◆ **Records for processing**
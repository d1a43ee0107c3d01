use async_trait::async_trait;
use parking_lot::Mutex;
use ragloop_protocol::{ProviderError, ScoredChunk, VectorSearch, WebSearch, WebSearchResult};
use std::sync::atomic::{AtomicUsize, Ordering};

pub fn chunk(text: &str, source_id: &str, score: f32) -> ScoredChunk {
    ScoredChunk {
        text: text.to_string(),
        source_id: source_id.to_string(),
        score,
    }
}

pub fn web_result(title: &str, url: &str, snippet: &str) -> WebSearchResult {
    WebSearchResult {
        title: title.to_string(),
        url: url.to_string(),
        snippet: snippet.to_string(),
    }
}

/// Vector index returning a fixed list of chunks, ignoring `top_k`.
#[derive(Debug, Default)]
pub struct StubIndex {
    chunks: Vec<ScoredChunk>,
    calls: AtomicUsize,
    last_top_k: Mutex<Option<usize>>,
}

impl StubIndex {
    pub fn new(chunks: Vec<ScoredChunk>) -> Self {
        Self {
            chunks,
            calls: AtomicUsize::new(0),
            last_top_k: Mutex::new(None),
        }
    }

    pub fn calls(&self) -> usize {
        self.calls.load(Ordering::SeqCst)
    }

    pub fn last_top_k(&self) -> Option<usize> {
        *self.last_top_k.lock()
    }
}

#[async_trait]
impl VectorSearch for StubIndex {
    async fn search(&self, _query: &str, top_k: usize) -> Result<Vec<ScoredChunk>, ProviderError> {
        self.calls.fetch_add(1, Ordering::SeqCst);
        *self.last_top_k.lock() = Some(top_k);
        Ok(self.chunks.clone())
    }
}

#[derive(Debug)]
pub struct FailingIndex {
    error: ProviderError,
}

impl FailingIndex {
    pub fn new(error: ProviderError) -> Self {
        Self { error }
    }
}

#[async_trait]
impl VectorSearch for FailingIndex {
    async fn search(&self, _query: &str, _top_k: usize) -> Result<Vec<ScoredChunk>, ProviderError> {
        Err(self.error.clone())
    }
}

/// Web search returning fixed results, truncated to `max_results`.
#[derive(Debug, Default)]
pub struct StubWebSearch {
    results: Vec<WebSearchResult>,
    calls: AtomicUsize,
}

impl StubWebSearch {
    pub fn new(results: Vec<WebSearchResult>) -> Self {
        Self {
            results,
            calls: AtomicUsize::new(0),
        }
    }

    pub fn calls(&self) -> usize {
        self.calls.load(Ordering::SeqCst)
    }
}

#[async_trait]
impl WebSearch for StubWebSearch {
    async fn search(
        &self,
        _query: &str,
        max_results: usize,
    ) -> Result<Vec<WebSearchResult>, ProviderError> {
        self.calls.fetch_add(1, Ordering::SeqCst);
        Ok(self.results.iter().take(max_results).cloned().collect())
    }
}

#[derive(Debug)]
pub struct FailingWebSearch {
    error: ProviderError,
}

impl FailingWebSearch {
    pub fn new(error: ProviderError) -> Self {
        Self { error }
    }
}

#[async_trait]
impl WebSearch for FailingWebSearch {
    async fn search(
        &self,
        _query: &str,
        _max_results: usize,
    ) -> Result<Vec<WebSearchResult>, ProviderError> {
        Err(self.error.clone())
    }
}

◆ **Assignment**
Select and copy every line of the listing with the word "VectorSearch".

◆ **Answer to this exercise**
use ragloop_protocol::{ProviderError, ScoredChunk, VectorSearch, WebSearch, WebSearchResult};
impl VectorSearch for StubIndex {
impl VectorSearch for FailingIndex {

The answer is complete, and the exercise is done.